During his photographic career, Lärka experienced great developments in photographic technique. In the early days of the 20th century he used photographic plates, like all other serious photographers. He got his first box camera during his time at a folk high school. Later he changed for a larger-format American camera acquired from a retailer who had bought it for photographing thieves in his shop at Sollerön.[5]

Lärka experimented with mixtures of magnesium and potassium permanganate for flash[6] and did "reverted" enlargements before enlargers arrived, by illuminating photographic paper through the camera lens. Later, when he had access to an enlarger, Lärka copied his pictures onto fine-grain film to be able to show his pictures in his skioptikon (an early form of slide projector) at his lectures.[7]

The large plates were heavy, and when they were exposed, Lärka was forced to find a dark space and reload. When the first sheet film arrived, his work was made easier and there was no longer any risk that the light would disappear while reloading, which sometimes had happened before.[6]

One of his cameras was an American large format camera, made for 13×18 in (33×46 cm) plates, equipped with separate shutter (Thornton-Pickard Snap-Shot, 1–1/80 sec), Aplanat B no 4 lens from E Suter (Basel) and separate Waterhouse stop (1:4 or 1:8).[8] He also used three smaller folding cameras for the format 10×15 cm. In later life, when he no longer photographed professionally, he got a modern camera for 135 film and took both color and black-and-white photos.[9]

Childhood and youth

Karl Lärka was born in 1892 in the village of Gruddbo at Sollerön in Dalarna, Sweden. When he was thirteen he was taught by Uno Stadius, who had a folk high school at Sollerön and told Lärka the importance of documenting everything he observed regarding culture and history.[10] The Lärka family had economic troubles which led to the suicide of Jöns Lärka, Karl's father, in 1906. This struck Karl Lärka particularly hard since he had to help support the family by forestry and farm work.[11] Thus it was only after his military service that Lärka had a chance to think about his own future.
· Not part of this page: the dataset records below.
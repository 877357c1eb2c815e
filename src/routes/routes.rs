//! Defines routes for scheduling, dispatch, and recipient access.
//!
//! ## Structure
//! - **Owner endpoints** (require `X-Owner-Id`)
//!   - `POST   /deliveries` — upload a file and schedule its delivery
//!   - `GET    /deliveries` — list the owner's deliveries
//!   - `PATCH  /deliveries/{id}` — reschedule recipient/time while pending
//!   - `POST   /deliveries/{id}/retry` — reset a failed delivery to pending
//!   - `DELETE /deliveries/{id}` — cancel and release the stored file
//!
//! - **Dispatch endpoints**
//!   - `POST /dispatch/run` — run a dispatch batch now
//!   - `POST /dispatch/events` — change-notification wake-up signal
//!
//! - **Recipient endpoints** (token/signature is the only credential)
//!   - `GET /access/{token}` — resolve a token to a download link
//!   - `GET /download/{*locator}` — signed, expiring file download
//!
//! The wildcard `*locator` allows nested locators like `uuid/report.pdf`.

use crate::{
    handlers::{
        delivery_handlers::{
            cancel_delivery, change_event, download, list_deliveries, reschedule_delivery,
            resolve_access, retry_delivery, run_dispatch, schedule_delivery,
        },
        health_handlers::{healthz, readyz},
    },
    services::AppContext,
};
use axum::{
    Router,
    routing::{get, patch, post},
};

/// Build and return the router for all delivery routes.
///
/// The router carries shared state (`AppContext`) to all handlers.
pub fn routes() -> Router<AppContext> {
    Router::new()
        // health endpoints (mounted at root)
        .route("/healthz", get(healthz))
        .route("/readyz", get(readyz))
        // owner endpoints
        .route("/deliveries", post(schedule_delivery).get(list_deliveries))
        .route(
            "/deliveries/{id}",
            patch(reschedule_delivery).delete(cancel_delivery),
        )
        .route("/deliveries/{id}/retry", post(retry_delivery))
        // dispatch endpoints
        .route("/dispatch/run", post(run_dispatch))
        .route("/dispatch/events", post(change_event))
        // recipient endpoints
        .route("/access/{token}", get(resolve_access))
        .route("/download/{*locator}", get(download))
}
He dreamt of becoming a builder and was a capable draughtsman, but there was no money for any higher education. Instead he started his education at the Bachmans school for handicraft in Hedemora. There he got to know the district court judge Lars Trotzig, who understood Lärka's talent and tried to help him get a scholarship for an education in civil engineering at the Royal Institute of Technology in Stockholm.[12]

 
Karl Lärka and Johan Öhman at the folk high school of Brunnsvik, 1915. Photo: Karl Lärka/Mora Bygdearkiv.

Thanks to his contacts with Trotzig and later on Anders Zorn, Lärka got the opportunity to work with some building restoration projects. He documented many, among them the restoration of Zorns Gammelgård. He never got the chance to become a civil engineer, as Trotzig never succeeded in getting him a scholarship. Instead, he took winter courses at the folk high school of Brunnsvik in 1915–1917 and became good friends with his classmate Dan Andersson.[13]

Inspired by another classmate, Johan Öhman, Lärka started photographing the peasant culture at Sollerön. He did this with Öhman and initially with Öhman's camera, but by charging his classmates for portraits, Lärka could afford the first camera of his own, a simple Agfa.

Photography projects and lecture tours

After his education at Brunnsvik, Lärka started working on commission as a documentary photographer. In 1919 he was engaged by the local history association of Dalarna to document people in the village of Finngruvan in Venjan, Dalarna. The project was part of a racial study of a kind then regarded as scientific. Little is known about Lärka's own opinions about such studies. It is known that he was not that interested in the categorizing of the people of Dalarna in different groups according to their skulls, and preferred to listen to the stories of the old men.[14] He was known for having no respect for representatives of the authorities,[2][15] and took a well-known photograph of Dan Andersson while Andersson was making a fool of the Stockholm ethnologists in the project.[14]

Lärka tried to get the Nordic Museum interested in making an inventory of the parish of Sollerön and tried to get funds to gather his notes and photos. He did not succeed in any of this. Lärka became recognized as a good photographer, but his commitment to preserving and documenting the culture of the lands around lake Siljan was first recognized many years later.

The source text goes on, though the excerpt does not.